» Work instruction
Find the line with "repository e5aa9ec94402b51b" and the line with "#[derive(Debug, Clone, PartialEq, Eq)]" in the entries below; output exactly those two lines, every line between them, and no others.

Start of Block

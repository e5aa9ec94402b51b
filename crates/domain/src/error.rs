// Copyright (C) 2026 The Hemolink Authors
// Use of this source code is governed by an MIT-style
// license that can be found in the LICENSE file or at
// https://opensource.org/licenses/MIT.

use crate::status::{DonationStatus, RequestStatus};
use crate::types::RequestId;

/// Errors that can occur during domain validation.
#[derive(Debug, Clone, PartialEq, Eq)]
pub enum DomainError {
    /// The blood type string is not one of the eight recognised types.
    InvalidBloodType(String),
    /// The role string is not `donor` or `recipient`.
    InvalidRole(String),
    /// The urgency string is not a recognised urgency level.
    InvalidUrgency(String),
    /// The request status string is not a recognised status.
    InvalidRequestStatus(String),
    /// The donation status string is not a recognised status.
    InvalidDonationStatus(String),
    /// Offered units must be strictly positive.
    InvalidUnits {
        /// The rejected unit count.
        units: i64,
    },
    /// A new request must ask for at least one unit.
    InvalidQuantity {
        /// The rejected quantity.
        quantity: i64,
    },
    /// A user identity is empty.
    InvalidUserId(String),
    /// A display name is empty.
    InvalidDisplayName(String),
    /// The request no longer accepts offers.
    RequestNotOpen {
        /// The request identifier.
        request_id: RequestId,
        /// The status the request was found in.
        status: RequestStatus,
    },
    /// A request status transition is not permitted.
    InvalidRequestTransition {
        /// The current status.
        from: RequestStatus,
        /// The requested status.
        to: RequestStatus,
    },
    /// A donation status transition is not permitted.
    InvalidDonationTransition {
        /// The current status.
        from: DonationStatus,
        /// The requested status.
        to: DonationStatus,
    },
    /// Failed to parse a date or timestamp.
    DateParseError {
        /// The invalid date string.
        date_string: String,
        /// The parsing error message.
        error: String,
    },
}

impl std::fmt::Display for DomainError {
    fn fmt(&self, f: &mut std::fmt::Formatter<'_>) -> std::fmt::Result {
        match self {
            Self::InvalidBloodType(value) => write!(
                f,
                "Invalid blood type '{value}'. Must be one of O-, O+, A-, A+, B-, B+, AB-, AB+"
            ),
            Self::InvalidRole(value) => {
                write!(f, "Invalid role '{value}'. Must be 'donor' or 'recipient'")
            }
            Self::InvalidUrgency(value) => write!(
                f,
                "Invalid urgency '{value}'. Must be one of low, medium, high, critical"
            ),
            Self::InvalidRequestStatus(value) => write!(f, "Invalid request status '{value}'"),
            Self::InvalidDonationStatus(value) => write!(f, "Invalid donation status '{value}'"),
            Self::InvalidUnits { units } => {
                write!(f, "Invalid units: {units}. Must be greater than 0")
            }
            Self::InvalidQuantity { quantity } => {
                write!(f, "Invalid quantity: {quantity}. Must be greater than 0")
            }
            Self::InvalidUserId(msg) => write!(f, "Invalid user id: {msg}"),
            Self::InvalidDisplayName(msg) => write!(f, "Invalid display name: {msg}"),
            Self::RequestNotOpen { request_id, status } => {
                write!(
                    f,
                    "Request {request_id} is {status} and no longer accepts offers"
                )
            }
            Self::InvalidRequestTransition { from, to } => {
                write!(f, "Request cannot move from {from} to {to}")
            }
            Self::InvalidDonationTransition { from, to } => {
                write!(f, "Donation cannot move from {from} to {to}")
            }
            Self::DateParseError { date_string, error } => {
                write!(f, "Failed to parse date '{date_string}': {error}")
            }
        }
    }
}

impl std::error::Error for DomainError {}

End of Block
Start of Block

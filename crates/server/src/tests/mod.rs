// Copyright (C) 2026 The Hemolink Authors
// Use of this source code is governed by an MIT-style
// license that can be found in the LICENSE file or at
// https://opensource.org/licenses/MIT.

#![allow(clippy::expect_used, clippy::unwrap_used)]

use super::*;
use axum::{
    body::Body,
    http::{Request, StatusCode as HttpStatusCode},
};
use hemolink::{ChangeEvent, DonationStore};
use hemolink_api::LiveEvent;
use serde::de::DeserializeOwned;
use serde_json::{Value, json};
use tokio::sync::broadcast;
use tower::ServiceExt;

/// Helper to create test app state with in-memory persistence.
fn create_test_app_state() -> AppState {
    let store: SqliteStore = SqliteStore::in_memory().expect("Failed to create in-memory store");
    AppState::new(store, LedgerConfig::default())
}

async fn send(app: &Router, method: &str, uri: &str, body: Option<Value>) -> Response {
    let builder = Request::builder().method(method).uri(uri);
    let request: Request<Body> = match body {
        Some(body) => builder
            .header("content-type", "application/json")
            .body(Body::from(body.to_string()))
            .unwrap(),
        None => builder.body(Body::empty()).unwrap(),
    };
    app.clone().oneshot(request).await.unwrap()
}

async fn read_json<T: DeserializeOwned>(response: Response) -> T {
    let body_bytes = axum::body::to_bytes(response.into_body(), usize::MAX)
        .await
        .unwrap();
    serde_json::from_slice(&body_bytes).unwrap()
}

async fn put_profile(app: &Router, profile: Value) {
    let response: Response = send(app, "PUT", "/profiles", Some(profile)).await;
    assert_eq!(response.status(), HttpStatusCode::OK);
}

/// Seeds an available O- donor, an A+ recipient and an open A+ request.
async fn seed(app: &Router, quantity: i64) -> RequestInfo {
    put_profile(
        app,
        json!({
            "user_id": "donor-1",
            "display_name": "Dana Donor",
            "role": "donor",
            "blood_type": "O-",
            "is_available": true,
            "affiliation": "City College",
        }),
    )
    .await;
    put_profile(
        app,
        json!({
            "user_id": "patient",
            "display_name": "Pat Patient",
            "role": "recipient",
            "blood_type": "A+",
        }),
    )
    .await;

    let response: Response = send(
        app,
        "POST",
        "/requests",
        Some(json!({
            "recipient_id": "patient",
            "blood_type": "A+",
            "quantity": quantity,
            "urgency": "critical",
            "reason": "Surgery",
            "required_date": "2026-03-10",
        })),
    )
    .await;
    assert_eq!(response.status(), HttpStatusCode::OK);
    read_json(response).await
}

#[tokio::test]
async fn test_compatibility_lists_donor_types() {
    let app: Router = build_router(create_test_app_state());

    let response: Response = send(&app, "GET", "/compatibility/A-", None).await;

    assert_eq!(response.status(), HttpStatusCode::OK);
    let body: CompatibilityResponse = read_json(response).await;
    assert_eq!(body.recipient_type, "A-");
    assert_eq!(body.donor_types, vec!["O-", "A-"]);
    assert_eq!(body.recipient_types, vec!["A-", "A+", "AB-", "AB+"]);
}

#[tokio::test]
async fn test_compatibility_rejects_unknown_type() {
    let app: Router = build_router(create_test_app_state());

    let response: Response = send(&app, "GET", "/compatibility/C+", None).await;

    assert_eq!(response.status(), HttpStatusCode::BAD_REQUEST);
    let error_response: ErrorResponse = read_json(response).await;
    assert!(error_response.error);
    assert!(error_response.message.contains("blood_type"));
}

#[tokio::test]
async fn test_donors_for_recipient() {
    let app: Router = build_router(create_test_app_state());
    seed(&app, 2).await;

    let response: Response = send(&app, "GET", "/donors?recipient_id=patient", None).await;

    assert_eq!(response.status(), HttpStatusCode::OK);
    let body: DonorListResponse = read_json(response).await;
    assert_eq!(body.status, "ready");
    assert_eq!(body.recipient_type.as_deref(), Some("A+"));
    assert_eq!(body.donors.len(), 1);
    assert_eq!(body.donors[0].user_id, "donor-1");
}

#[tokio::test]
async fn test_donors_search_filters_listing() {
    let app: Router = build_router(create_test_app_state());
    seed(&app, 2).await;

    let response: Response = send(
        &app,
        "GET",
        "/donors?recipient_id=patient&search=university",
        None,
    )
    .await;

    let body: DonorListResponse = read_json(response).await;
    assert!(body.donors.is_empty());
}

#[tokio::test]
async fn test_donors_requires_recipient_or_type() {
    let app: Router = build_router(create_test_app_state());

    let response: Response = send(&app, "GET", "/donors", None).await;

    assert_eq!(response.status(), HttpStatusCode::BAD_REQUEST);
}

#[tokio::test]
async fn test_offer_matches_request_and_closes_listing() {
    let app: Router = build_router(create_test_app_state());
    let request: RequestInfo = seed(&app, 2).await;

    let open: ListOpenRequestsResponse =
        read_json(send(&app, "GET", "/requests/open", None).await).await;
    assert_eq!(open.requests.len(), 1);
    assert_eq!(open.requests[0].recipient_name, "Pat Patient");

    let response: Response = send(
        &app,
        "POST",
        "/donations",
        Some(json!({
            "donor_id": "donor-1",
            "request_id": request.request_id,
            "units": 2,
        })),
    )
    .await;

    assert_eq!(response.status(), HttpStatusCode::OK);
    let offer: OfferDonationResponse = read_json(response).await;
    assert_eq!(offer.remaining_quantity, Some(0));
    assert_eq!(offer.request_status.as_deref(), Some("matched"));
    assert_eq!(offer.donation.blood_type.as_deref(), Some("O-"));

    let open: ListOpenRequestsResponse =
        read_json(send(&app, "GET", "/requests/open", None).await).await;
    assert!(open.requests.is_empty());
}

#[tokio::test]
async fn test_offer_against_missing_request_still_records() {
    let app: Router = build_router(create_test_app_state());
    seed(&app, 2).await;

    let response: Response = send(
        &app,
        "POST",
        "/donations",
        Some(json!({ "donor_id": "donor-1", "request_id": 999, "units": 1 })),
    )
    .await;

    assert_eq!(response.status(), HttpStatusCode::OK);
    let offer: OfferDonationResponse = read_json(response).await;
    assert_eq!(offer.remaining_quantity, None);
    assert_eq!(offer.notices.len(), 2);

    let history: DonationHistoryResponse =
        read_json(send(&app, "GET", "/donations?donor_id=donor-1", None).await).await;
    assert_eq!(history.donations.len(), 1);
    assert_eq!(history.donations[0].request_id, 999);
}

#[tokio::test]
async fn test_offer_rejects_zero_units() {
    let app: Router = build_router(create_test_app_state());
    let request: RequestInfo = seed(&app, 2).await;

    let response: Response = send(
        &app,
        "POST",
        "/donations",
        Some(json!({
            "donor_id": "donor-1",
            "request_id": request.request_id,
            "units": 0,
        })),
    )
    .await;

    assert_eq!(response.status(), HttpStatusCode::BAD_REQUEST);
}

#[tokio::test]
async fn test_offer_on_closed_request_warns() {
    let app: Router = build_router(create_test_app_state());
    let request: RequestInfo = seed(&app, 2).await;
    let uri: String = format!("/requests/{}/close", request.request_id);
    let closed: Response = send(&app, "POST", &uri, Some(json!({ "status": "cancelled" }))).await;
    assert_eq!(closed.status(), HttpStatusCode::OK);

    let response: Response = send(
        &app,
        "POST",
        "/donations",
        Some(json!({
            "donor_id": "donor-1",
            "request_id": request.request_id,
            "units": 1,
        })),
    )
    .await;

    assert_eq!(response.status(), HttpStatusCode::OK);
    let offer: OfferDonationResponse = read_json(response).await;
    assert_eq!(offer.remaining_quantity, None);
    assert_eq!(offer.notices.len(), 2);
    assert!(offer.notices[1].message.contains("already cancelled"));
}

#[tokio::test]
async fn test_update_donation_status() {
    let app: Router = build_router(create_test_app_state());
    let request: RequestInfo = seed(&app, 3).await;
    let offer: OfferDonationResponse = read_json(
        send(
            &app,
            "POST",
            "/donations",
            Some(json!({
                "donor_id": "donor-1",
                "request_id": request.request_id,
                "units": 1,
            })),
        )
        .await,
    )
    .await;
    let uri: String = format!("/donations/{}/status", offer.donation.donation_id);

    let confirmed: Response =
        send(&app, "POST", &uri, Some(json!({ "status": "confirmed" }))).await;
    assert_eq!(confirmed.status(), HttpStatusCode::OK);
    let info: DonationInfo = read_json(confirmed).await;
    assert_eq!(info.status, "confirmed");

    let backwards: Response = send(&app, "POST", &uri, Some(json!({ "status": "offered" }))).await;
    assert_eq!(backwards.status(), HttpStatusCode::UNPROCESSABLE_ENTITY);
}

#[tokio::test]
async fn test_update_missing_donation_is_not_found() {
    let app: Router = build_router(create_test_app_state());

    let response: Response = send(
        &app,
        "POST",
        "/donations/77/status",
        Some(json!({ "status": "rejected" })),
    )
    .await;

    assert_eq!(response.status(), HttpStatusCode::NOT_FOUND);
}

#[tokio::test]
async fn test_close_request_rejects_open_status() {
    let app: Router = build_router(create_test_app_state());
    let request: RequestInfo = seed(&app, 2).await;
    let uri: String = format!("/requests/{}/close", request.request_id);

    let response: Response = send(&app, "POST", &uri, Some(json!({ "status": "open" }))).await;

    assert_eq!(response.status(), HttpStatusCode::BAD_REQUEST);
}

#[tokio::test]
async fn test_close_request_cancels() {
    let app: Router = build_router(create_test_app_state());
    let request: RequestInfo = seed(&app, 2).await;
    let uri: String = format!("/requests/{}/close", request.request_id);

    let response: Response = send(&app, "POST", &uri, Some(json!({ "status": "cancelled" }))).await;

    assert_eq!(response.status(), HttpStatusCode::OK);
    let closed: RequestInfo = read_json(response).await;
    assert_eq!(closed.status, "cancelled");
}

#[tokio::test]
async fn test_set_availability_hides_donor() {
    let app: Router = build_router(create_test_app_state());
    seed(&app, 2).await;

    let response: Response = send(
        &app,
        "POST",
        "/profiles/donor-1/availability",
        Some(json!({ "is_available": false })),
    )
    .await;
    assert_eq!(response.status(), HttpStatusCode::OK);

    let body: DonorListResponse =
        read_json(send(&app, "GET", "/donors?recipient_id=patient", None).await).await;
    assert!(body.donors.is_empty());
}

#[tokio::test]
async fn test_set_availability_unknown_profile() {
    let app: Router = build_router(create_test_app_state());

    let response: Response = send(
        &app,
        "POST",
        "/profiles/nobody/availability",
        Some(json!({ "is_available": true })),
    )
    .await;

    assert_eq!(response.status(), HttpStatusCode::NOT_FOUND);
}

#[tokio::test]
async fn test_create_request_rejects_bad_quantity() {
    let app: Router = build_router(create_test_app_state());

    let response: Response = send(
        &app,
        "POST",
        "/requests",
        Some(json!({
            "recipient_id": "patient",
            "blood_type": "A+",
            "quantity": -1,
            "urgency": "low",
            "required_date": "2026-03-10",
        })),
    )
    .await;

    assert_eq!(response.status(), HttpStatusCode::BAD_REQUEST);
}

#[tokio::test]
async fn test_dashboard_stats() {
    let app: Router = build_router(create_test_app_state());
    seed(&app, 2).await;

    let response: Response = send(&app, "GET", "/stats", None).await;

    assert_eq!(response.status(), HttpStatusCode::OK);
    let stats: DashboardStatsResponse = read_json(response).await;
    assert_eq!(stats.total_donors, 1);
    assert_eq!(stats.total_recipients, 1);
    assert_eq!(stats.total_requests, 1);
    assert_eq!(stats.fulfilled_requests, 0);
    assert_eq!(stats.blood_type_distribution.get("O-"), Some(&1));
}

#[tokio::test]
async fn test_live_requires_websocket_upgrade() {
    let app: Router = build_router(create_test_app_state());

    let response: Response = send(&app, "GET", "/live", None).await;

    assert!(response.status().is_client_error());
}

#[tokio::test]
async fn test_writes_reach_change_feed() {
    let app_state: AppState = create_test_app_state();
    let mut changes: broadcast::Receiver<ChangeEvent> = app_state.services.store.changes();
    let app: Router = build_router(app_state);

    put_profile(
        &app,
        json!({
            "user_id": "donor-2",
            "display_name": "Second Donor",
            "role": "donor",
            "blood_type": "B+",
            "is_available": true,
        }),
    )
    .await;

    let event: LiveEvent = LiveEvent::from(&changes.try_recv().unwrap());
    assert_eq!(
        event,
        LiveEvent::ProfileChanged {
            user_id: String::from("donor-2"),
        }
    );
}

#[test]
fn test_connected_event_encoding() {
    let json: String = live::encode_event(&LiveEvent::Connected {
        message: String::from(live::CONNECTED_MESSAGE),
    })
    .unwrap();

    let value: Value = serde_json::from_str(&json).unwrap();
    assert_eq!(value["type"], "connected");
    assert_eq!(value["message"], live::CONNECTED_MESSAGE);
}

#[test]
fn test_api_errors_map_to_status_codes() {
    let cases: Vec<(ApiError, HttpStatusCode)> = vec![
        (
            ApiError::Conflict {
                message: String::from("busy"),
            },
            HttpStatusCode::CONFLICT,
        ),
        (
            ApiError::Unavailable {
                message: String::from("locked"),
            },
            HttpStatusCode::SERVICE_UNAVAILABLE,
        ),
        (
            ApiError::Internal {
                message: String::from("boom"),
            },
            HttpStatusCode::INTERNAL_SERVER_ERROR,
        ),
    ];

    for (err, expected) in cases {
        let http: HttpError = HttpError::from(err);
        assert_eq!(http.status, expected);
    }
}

End of Block

» Completed exercise
repository e5aa9ec94402b51b
filename crates/domain/src/error.rs
// Copyright (C) 2026 The Hemolink Authors
// Use of this source code is governed by an MIT-style
// license that can be found in the LICENSE file or at
// https://opensource.org/licenses/MIT.

use crate::status::{DonationStatus, RequestStatus};
use crate::types::RequestId;

/// Errors that can occur during domain validation.
#[derive(Debug, Clone, PartialEq, Eq)]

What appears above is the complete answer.